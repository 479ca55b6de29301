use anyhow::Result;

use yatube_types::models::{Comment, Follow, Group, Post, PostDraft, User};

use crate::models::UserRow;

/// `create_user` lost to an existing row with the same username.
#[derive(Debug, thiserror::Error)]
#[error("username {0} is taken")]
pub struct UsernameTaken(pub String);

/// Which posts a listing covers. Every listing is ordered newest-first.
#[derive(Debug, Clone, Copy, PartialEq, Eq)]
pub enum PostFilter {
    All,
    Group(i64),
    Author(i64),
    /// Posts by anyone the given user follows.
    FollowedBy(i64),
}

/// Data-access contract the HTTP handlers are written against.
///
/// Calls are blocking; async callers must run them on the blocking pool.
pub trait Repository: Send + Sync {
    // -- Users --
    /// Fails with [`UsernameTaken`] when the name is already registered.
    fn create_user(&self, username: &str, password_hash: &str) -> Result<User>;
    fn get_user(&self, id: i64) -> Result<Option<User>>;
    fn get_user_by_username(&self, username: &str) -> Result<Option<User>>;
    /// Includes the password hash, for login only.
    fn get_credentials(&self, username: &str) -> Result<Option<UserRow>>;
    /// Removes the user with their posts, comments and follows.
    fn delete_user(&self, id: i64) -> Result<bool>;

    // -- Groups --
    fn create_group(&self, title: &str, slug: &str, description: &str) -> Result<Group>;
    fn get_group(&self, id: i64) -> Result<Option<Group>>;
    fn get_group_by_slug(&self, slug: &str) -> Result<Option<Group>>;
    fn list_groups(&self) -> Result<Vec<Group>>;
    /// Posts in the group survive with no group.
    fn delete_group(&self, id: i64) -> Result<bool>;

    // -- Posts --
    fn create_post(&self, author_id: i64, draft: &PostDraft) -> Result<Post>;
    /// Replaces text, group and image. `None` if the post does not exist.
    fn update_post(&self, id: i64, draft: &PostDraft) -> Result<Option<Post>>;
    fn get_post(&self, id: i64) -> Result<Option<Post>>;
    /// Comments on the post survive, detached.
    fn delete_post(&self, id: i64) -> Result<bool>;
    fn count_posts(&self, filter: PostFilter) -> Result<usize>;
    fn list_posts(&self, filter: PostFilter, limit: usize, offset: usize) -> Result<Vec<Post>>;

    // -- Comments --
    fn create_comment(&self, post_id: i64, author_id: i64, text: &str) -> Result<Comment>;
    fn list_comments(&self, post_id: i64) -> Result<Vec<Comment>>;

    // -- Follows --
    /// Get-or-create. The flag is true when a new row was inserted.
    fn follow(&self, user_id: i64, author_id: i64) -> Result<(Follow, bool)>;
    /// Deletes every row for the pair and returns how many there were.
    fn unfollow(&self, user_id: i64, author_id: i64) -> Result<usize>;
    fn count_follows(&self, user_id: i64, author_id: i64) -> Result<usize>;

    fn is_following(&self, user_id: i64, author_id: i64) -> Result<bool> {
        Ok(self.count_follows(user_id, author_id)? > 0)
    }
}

----

** BRIEF **
Make a word-for-word copy of the records.

** ANSWER SECTION **
repository 479ca55b6de29301
use anyhow::Result;

use yatube_types::models::{Comment, Follow, Group, Post, PostDraft, User};

use crate::models::UserRow;

/// `create_user` lost to an existing row with the same username.
#[derive(Debug, thiserror::Error)]
#[error("username {0} is taken")]
pub struct UsernameTaken(pub String);

/// Which posts a listing covers. Every listing is ordered newest-first.
#[derive(Debug, Clone, Copy, PartialEq, Eq)]
pub enum PostFilter {
    All,
    Group(i64),
    Author(i64),
    /// Posts by anyone the given user follows.
    FollowedBy(i64),
}

/// Data-access contract the HTTP handlers are written against.
///
/// Calls are blocking; async callers must run them on the blocking pool.
pub trait Repository: Send + Sync {
    // -- Users --
    /// Fails with [`UsernameTaken`] when the name is already registered.
    fn create_user(&self, username: &str, password_hash: &str) -> Result<User>;
    fn get_user(&self, id: i64) -> Result<Option<User>>;
    fn get_user_by_username(&self, username: &str) -> Result<Option<User>>;
    /// Includes the password hash, for login only.
    fn get_credentials(&self, username: &str) -> Result<Option<UserRow>>;
    /// Removes the user with their posts, comments and follows.
    fn delete_user(&self, id: i64) -> Result<bool>;

    // -- Groups --
    fn create_group(&self, title: &str, slug: &str, description: &str) -> Result<Group>;
    fn get_group(&self, id: i64) -> Result<Option<Group>>;
    fn get_group_by_slug(&self, slug: &str) -> Result<Option<Group>>;
    fn list_groups(&self) -> Result<Vec<Group>>;
    /// Posts in the group survive with no group.
    fn delete_group(&self, id: i64) -> Result<bool>;

    // -- Posts --
    fn create_post(&self, author_id: i64, draft: &PostDraft) -> Result<Post>;
    /// Replaces text, group and image. `None` if the post does not exist.
    fn update_post(&self, id: i64, draft: &PostDraft) -> Result<Option<Post>>;
    fn get_post(&self, id: i64) -> Result<Option<Post>>;
    /// Comments on the post survive, detached.
    fn delete_post(&self, id: i64) -> Result<bool>;
    fn count_posts(&self, filter: PostFilter) -> Result<usize>;
    fn list_posts(&self, filter: PostFilter, limit: usize, offset: usize) -> Result<Vec<Post>>;

    // -- Comments --
    fn create_comment(&self, post_id: i64, author_id: i64, text: &str) -> Result<Comment>;
    fn list_comments(&self, post_id: i64) -> Result<Vec<Comment>>;

    // -- Follows --
    /// Get-or-create. The flag is true when a new row was inserted.
    fn follow(&self, user_id: i64, author_id: i64) -> Result<(Follow, bool)>;
    /// Deletes every row for the pair and returns how many there were.
    fn unfollow(&self, user_id: i64, author_id: i64) -> Result<usize>;
    fn count_follows(&self, user_id: i64, author_id: i64) -> Result<usize>;

    fn is_following(&self, user_id: i64, author_id: i64) -> Result<bool> {
        Ok(self.count_follows(user_id, author_id)? > 0)
    }
}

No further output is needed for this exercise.